> _What is being asked_:
Everything from the line containing "enforces JSON-only output." through the last line of the material below is to be copied exactly, ends included.
━━━━━━━━━━━━━━━━━━━━━━━━━━━━━━
// Cross-cutting prompt fragments.
// Each analyzer call site defines its own template in analysis/prompts.rs.

/// System prompt fragment that enforces JSON-only output.
pub const JSON_ONLY_SYSTEM: &str = "You are a precise, structured assistant. \
    You MUST respond with valid JSON only. \
    Do NOT include any text outside the JSON object. \
    Do NOT use markdown code fences. \
    Do NOT include explanations or apologies.";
━━━━━━━━━━━━━━━━━━━━━━━━━━━━━━
> _Answer section_:
/// System prompt fragment that enforces JSON-only output.
pub const JSON_ONLY_SYSTEM: &str = "You are a precise, structured assistant. \
    You MUST respond with valid JSON only. \
    Do NOT include any text outside the JSON object. \
    Do NOT use markdown code fences. \
    Do NOT include explanations or apologies.";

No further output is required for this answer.